As a future forecaster and world-renowned designer of alternate reality games, Jane McGonigal of the Institute for the Future focuses on how games transform the way we live our lives, and how we can use them to increase our resilience and well-being—especially during times of uncertainty. In her Think Digital talk on Wednesday, McGonigal detailed how a game she leads in her “How to Think Like a Futurist” course at Stanford University teaches players to observe their reality more closely, challenge their beliefs (no matter how closely held), and prepare themselves for change.

For her “100 Ways the Future Will Be Different” game, McGonigal said, players first think of a topic. In her presentation, she chose “shoes.”

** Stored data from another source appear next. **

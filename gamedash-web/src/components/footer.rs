use yew::prelude::*;

#[function_component(Footer)]
pub fn footer() -> Html {
    html! {
        <footer>{ "gamedash" }</footer>
    }
}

Next, players list 100 facts about that topic. Three factual examples for “shoes” might be that shoes cost money, most people own numerous pairs, and people remove their shoes before bed.

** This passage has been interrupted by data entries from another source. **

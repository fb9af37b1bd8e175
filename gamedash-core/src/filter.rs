//! The selection filter shared by every dashboard output.

use std::collections::BTreeSet;

use serde::{Deserialize, Serialize};

use crate::dataset::Dataset;
use crate::record::GameRecord;

/// Inclusive `[min, max]` release-year window.
#[derive(Debug, Clone, Copy, PartialEq, Eq, Serialize, Deserialize)]
pub struct YearRange {
    min: u16,
    max: u16,
}

impl YearRange {
    /// Build a range from two ends given in either order.
    #[must_use]
    pub const fn new(a: u16, b: u16) -> Self {
        if a <= b {
            Self { min: a, max: b }
        } else {
            Self { min: b, max: a }
        }
    }

    #[must_use]
    pub const fn min(&self) -> u16 {
        self.min
    }

    #[must_use]
    pub const fn max(&self) -> u16 {
        self.max
    }

    /// Inclusive on both ends.
    #[must_use]
    pub const fn contains(&self, year: u16) -> bool {
        self.min <= year && year <= self.max
    }

    /// Clamp `year` into the range.
    #[must_use]
    pub const fn clamp(&self, year: u16) -> u16 {
        if year < self.min {
            self.min
        } else if year > self.max {
            self.max
        } else {
            year
        }
    }
}

/// The user's current dropdown and slider choices.
///
/// Genre and rating selections are proper sets of category labels. A single
/// pick is inserted as a one-element set, never split into tokens, so
/// multi-word labels like `"Role-Playing"` filter correctly.
#[derive(Debug, Clone, PartialEq, Eq, Serialize, Deserialize)]
pub struct Selection {
    pub genres: BTreeSet<String>,
    pub ratings: BTreeSet<String>,
    pub years: YearRange,
}

impl Selection {
    /// Start with nothing selected over the given year window.
    #[must_use]
    pub fn new(years: YearRange) -> Self {
        Self {
            genres: BTreeSet::new(),
            ratings: BTreeSet::new(),
            years,
        }
    }

    /// Add one genre to the selection.
    #[must_use]
    pub fn with_genre(mut self, genre: impl Into<String>) -> Self {
        self.genres.insert(genre.into());
        self
    }

    /// Add one rating to the selection.
    #[must_use]
    pub fn with_rating(mut self, rating: impl Into<String>) -> Self {
        self.ratings.insert(rating.into());
        self
    }

    /// Whether both dropdowns have at least one value chosen.
    ///
    /// An empty genre or rating dropdown is a deliberate "show nothing"
    /// state, not "show all".
    #[must_use]
    pub fn has_selection(&self) -> bool {
        !self.genres.is_empty() && !self.ratings.is_empty()
    }

    /// Whether a single record passes the filter predicate.
    #[must_use]
    pub fn matches(&self, record: &GameRecord) -> bool {
        self.genres.contains(&record.genre)
            && self.ratings.contains(&record.rating)
            && self.years.contains(record.year)
    }
}

impl Dataset {
    /// Apply a selection to the full record set.
    ///
    /// Returns the empty subset when either dropdown has nothing selected;
    /// otherwise exactly the records whose genre and rating are selected and
    /// whose release year lies in the inclusive window. Matching records
    /// keep their dataset order.
    #[must_use]
    pub fn filter(&self, selection: &Selection) -> Vec<&GameRecord> {
        if !selection.has_selection() {
            return Vec::new();
        }
        self.records()
            .iter()
            .filter(|record| selection.matches(record))
            .collect()
    }
}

Next comes the fun and thought-provoking part that helps players visualize a new reality, and use vision to prepare themselves for possible futures.

Here’s how it works:

•    Shoes cost money. But in a future where governments track the health, fitness, whereabouts and social proximity of their citizens, government-supplied (and required) shoes might be free. How should we prepare for this possibility?
•    Most people own numerous pairs of shoes. But would this be true in a new reality of remote work, or in the face of a severe global economic downturn? What about in a future where people are shamed for excessive consumerism because of its environmental impact—a future where current signifiers of status are upended? What might be some additional components of such a future?
•    People remove their shoes before bed. But in areas beset by natural disasters such as the recent fast-moving fires of Australia and Northern California, sleeping with one’s shoes on during periods of disaster alert could make the difference between life and death. How might our behaviors change when we are faced with unchangeable new realities?

The goal of the game is to “think the unthinkable” and “imagine the unimaginable,” says McGonigal. Only then can we be prepared to cope with change, and work to make the world a better place.